Fair Warning: This post discusses unidentified corpses, so if you don’t want to think about death and missing persons, click away right now.

shadowsAs a private investigator, on the very first missing persons search I worked on, I found that the individual was deceased. I hated to tell my client that her long lost buddy was dead, but at least it was closure; the client knew what happened to her friend. I am haunted by another case in which I could find no clue about what happened to a missing young woman who had a history of drugs and prostitution.
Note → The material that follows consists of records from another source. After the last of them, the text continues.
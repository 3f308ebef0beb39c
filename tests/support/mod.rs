// SPDX-License-Identifier: MIT
// In-memory wallet + chain double. Scripts eth_call replies by selector (or by
// exact calldata), records every wallet request and sent transaction, and
// mines one scripted receipt per transaction.
#![allow(dead_code)]

use alloy::primitives::{Address, Bytes, Log, TxHash, U256, keccak256};
use alloy::sol_types::{SolCall, SolEvent};
use async_trait::async_trait;
use serde_json::{Value, json};
use std::collections::{HashMap, HashSet, VecDeque};
use std::sync::atomic::{AtomicBool, Ordering};
use std::sync::{Arc, Mutex};
use std::time::Duration;
use tokio::sync::broadcast;
use vin_arcade::common::parsing::{chain_id_from_value, parse_u64_hex};
use vin_arcade::domain::constants::{
    CHAIN_MONAD, CODE_SERVER, CODE_UNRECOGNIZED_CHAIN, CODE_UNSUPPORTED_METHOD,
};
use vin_arcade::network::provider::{ChainReader, ReceiptSummary};
use vin_arcade::network::wallet::{
    AddChainParams, ProviderRpcError, SwitchChainParams, TransactionParams, WalletEvent,
    WalletProvider, first_param,
};
use vin_arcade::services::cache::BalanceCache;
use vin_arcade::services::coordinator::Coordinator;
use vin_arcade::services::session::{Deployment, SessionManager};

pub fn player() -> Address {
    Address::from([0x11; 20])
}

/// Whole VIN at 18 decimals.
pub fn vin(n: u64) -> U256 {
    U256::from(n) * U256::from(10u64).pow(U256::from(18u64))
}

pub fn deployment() -> Deployment {
    Deployment {
        receipt_poll: Duration::from_millis(5),
        ..Deployment::default()
    }
}

pub enum ScriptedReceipt {
    Success(Vec<Log>),
    Reverted,
}

#[derive(Default)]
struct NodeState {
    accounts: Vec<Address>,
    authorized: bool,
    chain_id: u64,
    known_chains: HashSet<u64>,
    reject_prompts: bool,
    rejected: HashSet<String>,
    revoke_on: Option<String>,
    send_error: Option<ProviderRpcError>,
    by_selector: HashMap<(Address, [u8; 4]), Result<Bytes, ProviderRpcError>>,
    by_calldata: HashMap<(Address, Bytes), Result<Bytes, ProviderRpcError>>,
    flaky: HashMap<(Address, [u8; 4]), usize>,
    native: HashMap<Address, U256>,
    requests: Vec<String>,
    sent: Vec<TransactionParams>,
    scripted: VecDeque<ScriptedReceipt>,
    receipts: HashMap<TxHash, ReceiptSummary>,
    calls: usize,
}

pub struct MockNode {
    state: Mutex<NodeState>,
    hold_receipts: AtomicBool,
    slow_requests: AtomicBool,
    events: broadcast::Sender<WalletEvent>,
}

impl MockNode {
    /// Player account already authorized, wallet on the target chain.
    pub fn new() -> Self {
        let (events, _) = broadcast::channel(16);
        let node = Self {
            state: Mutex::new(NodeState {
                accounts: vec![player()],
                authorized: true,
                chain_id: CHAIN_MONAD,
                known_chains: HashSet::from([CHAIN_MONAD]),
                ..NodeState::default()
            }),
            hold_receipts: AtomicBool::new(false),
            slow_requests: AtomicBool::new(false),
            events,
        };
        let d = deployment();
        node.respond::<vin_arcade::data::contracts::IVinToken::decimalsCall>(d.token, &18u8);
        node
    }

    fn with_state<R>(&self, f: impl FnOnce(&mut NodeState) -> R) -> R {
        let mut guard = self.state.lock().unwrap();
        f(&mut guard)
    }

    pub fn respond<C: SolCall>(&self, to: Address, ret: &C::Return) {
        let encoded = Bytes::from(C::abi_encode_returns(ret));
        self.with_state(|s| s.by_selector.insert((to, C::SELECTOR), Ok(encoded)));
    }

    pub fn respond_exact<C: SolCall>(&self, to: Address, call: &C, ret: &C::Return) {
        let encoded = Bytes::from(C::abi_encode_returns(ret));
        let key = (to, Bytes::from(call.abi_encode()));
        self.with_state(|s| s.by_calldata.insert(key, Ok(encoded)));
    }

    pub fn fail<C: SolCall>(&self, to: Address) {
        let err = ProviderRpcError::new(CODE_SERVER, "header not found");
        self.with_state(|s| s.by_selector.insert((to, C::SELECTOR), Err(err)));
    }

    /// The next `times` calls of `C` fail before the scripted reply is served.
    pub fn fail_first<C: SolCall>(&self, to: Address, times: usize) {
        self.with_state(|s| s.flaky.insert((to, C::SELECTOR), times));
    }

    pub fn set_native(&self, account: Address, value: U256) {
        self.with_state(|s| s.native.insert(account, value));
    }

    pub fn set_chain(&self, chain_id: u64) {
        self.with_state(|s| {
            s.chain_id = chain_id;
            s.known_chains.insert(chain_id);
        });
    }

    /// Wallet that has never seen the target network.
    pub fn forget_chain(&self, chain_id: u64) {
        self.with_state(|s| s.known_chains.remove(&chain_id));
    }

    pub fn set_authorized(&self, authorized: bool) {
        self.with_state(|s| s.authorized = authorized);
    }

    pub fn reject_prompts(&self, reject: bool) {
        self.with_state(|s| s.reject_prompts = reject);
    }

    /// Reject one prompting method only.
    pub fn reject(&self, method: &str) {
        self.with_state(|s| s.rejected.insert(method.to_string()));
    }

    pub fn fail_sends_with(&self, err: ProviderRpcError) {
        self.with_state(|s| s.send_error = Some(err));
    }

    pub fn queue_receipt(&self, receipt: ScriptedReceipt) {
        self.with_state(|s| s.scripted.push_back(receipt));
    }

    pub fn queue_logs(&self, logs: Vec<Log>) {
        self.queue_receipt(ScriptedReceipt::Success(logs));
    }

    pub fn hold_receipts(&self, hold: bool) {
        self.hold_receipts.store(hold, Ordering::SeqCst);
    }

    /// Every wallet request yields to the scheduler first, like a real
    /// round-trip would.
    pub fn slow_requests(&self, slow: bool) {
        self.slow_requests.store(slow, Ordering::SeqCst);
    }

    /// The user disconnects the site while `method`'s prompt is open.
    pub fn revoke_during(&self, method: &str) {
        self.with_state(|s| s.revoke_on = Some(method.to_string()));
    }

    pub fn emit(&self, event: WalletEvent) {
        let _ = self.events.send(event);
    }

    pub fn sent(&self) -> Vec<TransactionParams> {
        self.with_state(|s| s.sent.clone())
    }

    pub fn requests(&self) -> Vec<String> {
        self.with_state(|s| s.requests.clone())
    }

    /// Number of eth_call/balance reads served so far.
    pub fn reads(&self) -> usize {
        self.with_state(|s| s.calls)
    }

    fn prompt(&self, method: &str) -> Result<(), ProviderRpcError> {
        if self.with_state(|s| s.reject_prompts || s.rejected.contains(method)) {
            return Err(ProviderRpcError::user_rejected());
        }
        let revoke = self.with_state(|s| {
            let hit = s.revoke_on.as_deref() == Some(method);
            if hit {
                s.authorized = false;
                s.revoke_on = None;
            }
            hit
        });
        if revoke {
            self.emit(WalletEvent::AccountsChanged(Vec::new()));
        }
        Ok(())
    }

    fn switch_to(&self, chain_id: u64) {
        self.with_state(|s| s.chain_id = chain_id);
        self.emit(WalletEvent::ChainChanged(chain_id));
    }
}

pub fn log_of<E: SolEvent>(emitter: Address, event: &E) -> Log {
    Log {
        address: emitter,
        data: event.encode_log_data(),
    }
}

#[async_trait]
impl WalletProvider for MockNode {
    async fn request(&self, method: &str, params: Value) -> Result<Value, ProviderRpcError> {
        if self.slow_requests.load(Ordering::SeqCst) {
            tokio::task::yield_now().await;
        }
        self.with_state(|s| s.requests.push(method.to_string()));
        match method {
            "eth_accounts" => Ok(self.with_state(|s| {
                if s.authorized {
                    json!(s.accounts)
                } else {
                    json!([])
                }
            })),
            "eth_requestAccounts" => {
                self.prompt(method)?;
                Ok(self.with_state(|s| {
                    s.authorized = true;
                    json!(s.accounts)
                }))
            }
            "eth_chainId" => Ok(json!(format!("{:#x}", self.with_state(|s| s.chain_id)))),
            "wallet_switchEthereumChain" => {
                let p: SwitchChainParams = first_param(&params)?;
                let target = parse_u64_hex(&p.chain_id).unwrap_or_default();
                if !self.with_state(|s| s.known_chains.contains(&target)) {
                    return Err(ProviderRpcError::new(
                        CODE_UNRECOGNIZED_CHAIN,
                        "Unrecognized chain ID",
                    ));
                }
                self.prompt(method)?;
                self.switch_to(target);
                Ok(Value::Null)
            }
            "wallet_addEthereumChain" => {
                let p: AddChainParams = first_param(&params)?;
                let target = chain_id_from_value(&json!(p.chain_id)).unwrap_or_default();
                self.prompt(method)?;
                self.with_state(|s| s.known_chains.insert(target));
                self.switch_to(target);
                Ok(Value::Null)
            }
            "eth_sendTransaction" => {
                let tx: TransactionParams = first_param(&params)?;
                self.prompt(method)?;
                if let Some(err) = self.with_state(|s| s.send_error.clone()) {
                    return Err(err);
                }
                let hash = self.with_state(|s| {
                    s.sent.push(tx);
                    let hash = keccak256((s.sent.len() as u64).to_be_bytes());
                    let receipt = match s.scripted.pop_front() {
                        Some(ScriptedReceipt::Reverted) => ReceiptSummary {
                            tx_hash: hash,
                            success: false,
                            block_number: Some(1),
                            logs: Vec::new(),
                        },
                        Some(ScriptedReceipt::Success(logs)) => ReceiptSummary {
                            tx_hash: hash,
                            success: true,
                            block_number: Some(1),
                            logs,
                        },
                        None => ReceiptSummary {
                            tx_hash: hash,
                            success: true,
                            block_number: Some(1),
                            logs: Vec::new(),
                        },
                    };
                    s.receipts.insert(hash, receipt);
                    hash
                });
                Ok(json!(hash))
            }
            other => Err(ProviderRpcError::new(
                CODE_UNSUPPORTED_METHOD,
                format!("{other} not supported"),
            )),
        }
    }

    fn subscribe(&self) -> broadcast::Receiver<WalletEvent> {
        self.events.subscribe()
    }
}

#[async_trait]
impl ChainReader for MockNode {
    async fn call(&self, to: Address, input: Bytes) -> Result<Bytes, ProviderRpcError> {
        self.with_state(|s| {
            s.calls += 1;
            if let Some(reply) = s.by_calldata.get(&(to, input.clone())) {
                return reply.clone();
            }
            let mut selector = [0u8; 4];
            if input.len() >= 4 {
                selector.copy_from_slice(&input[..4]);
            }
            if let Some(left) = s.flaky.get_mut(&(to, selector))
                && *left > 0
            {
                *left -= 1;
                return Err(ProviderRpcError::new(CODE_SERVER, "header not found"));
            }
            s.by_selector
                .get(&(to, selector))
                .cloned()
                .unwrap_or_else(|| Err(ProviderRpcError::new(CODE_SERVER, "call not scripted")))
        })
    }

    async fn native_balance(&self, account: Address) -> Result<U256, ProviderRpcError> {
        self.with_state(|s| {
            s.calls += 1;
            s.native
                .get(&account)
                .copied()
                .ok_or_else(|| ProviderRpcError::new(CODE_SERVER, "balance unavailable"))
        })
    }

    async fn receipt(&self, hash: TxHash) -> Result<Option<ReceiptSummary>, ProviderRpcError> {
        if self.hold_receipts.load(Ordering::SeqCst) {
            return Ok(None);
        }
        Ok(self.with_state(|s| s.receipts.get(&hash).cloned()))
    }
}

pub struct Harness {
    pub node: Arc<MockNode>,
    pub session: Arc<SessionManager>,
    pub cache: Arc<BalanceCache>,
    pub coordinator: Coordinator,
}

pub fn harness_with(node: MockNode) -> Harness {
    harness_for(node, deployment())
}

pub fn harness_for(node: MockNode, deployment: Deployment) -> Harness {
    let node = Arc::new(node);
    let session = Arc::new(SessionManager::new(
        Some(node.clone() as Arc<dyn WalletProvider>),
        node.clone() as Arc<dyn ChainReader>,
        deployment,
    ));
    let cache = Arc::new(BalanceCache::new(session.clone()));
    let coordinator = Coordinator::new(session.clone(), cache.clone());
    Harness {
        node,
        session,
        cache,
        coordinator,
    }
}

pub fn harness() -> Harness {
    harness_with(MockNode::new())
}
I cannot imagine the torture of having a loved one simply vanish and not knowing for years, possibly forever, about what happened to that person. I am so fascinated by this subject that I have now written about missing persons three times. In my novel Endangered, a toddler vanishes from a campground in a national park and the media coverage cause many to assume a cougar took him. In The Only Witness, an infant disappears from a locked car and half the town suspect the teen mom murdered her daughter. And in The Only Clue, the police force of my fictional small town of Evansburg, Washington have been notified about the disappearance of an adult schizophrenic, but they are not actively investigating the case, as is often true when addicts and mentally ill adults go missing.

Most missing individuals are either found reasonably quickly or never located. That’s because the case of a missing person is quickly moved to the back burner by law enforcement, especially when the missing person is an adult. The police have limited time and budgets to solve all crimes, it’s difficult to track possibilities through multiple jurisdictions, and often a missing person case has very few clues to follow. But each passing day is another 24 hours of torture for the families of the missing.

So when I heard a former law enforcement officer who is now an author mention the NamUs database (“Name Us”), I immediately reached for my pen and notebook. Have I been living under a rock? I’d never heard of NamUs.  The authorities and the media have done a really crappy job of making this resource known to the public.

Namus is a nationwide database available for free to the public to help both families and law enforcement personnel identify the 40,000 unidentified corpses who have been found in the United States. (Yes, you read that right–forty thousand!) NamUs also contains names and details of deceased people who were identified but whose bodies were never claimed. (I can see how this could happen, because I’ve worked on a few cases where an individual was known to be homeless but hadn’t been heard from for decades and remaining family members had different last names and scattered, sometimes across multiple countries.)

NamUs logoI know there are a lot of families in which loved ones vanished so long ago that remaining members may be totally unaware of this new resource. Family members can enter descriptions and last-seen details of their missing loved ones, which may then be matched up with unidentified remains. DNA can be submitted in cases where that might help.

Are you missing a family member or a friend? It may not contain the answer you’re hoping for, but NamUs could bring some closure to your case. It’s a great tool that anyone searching for a missing person should know about.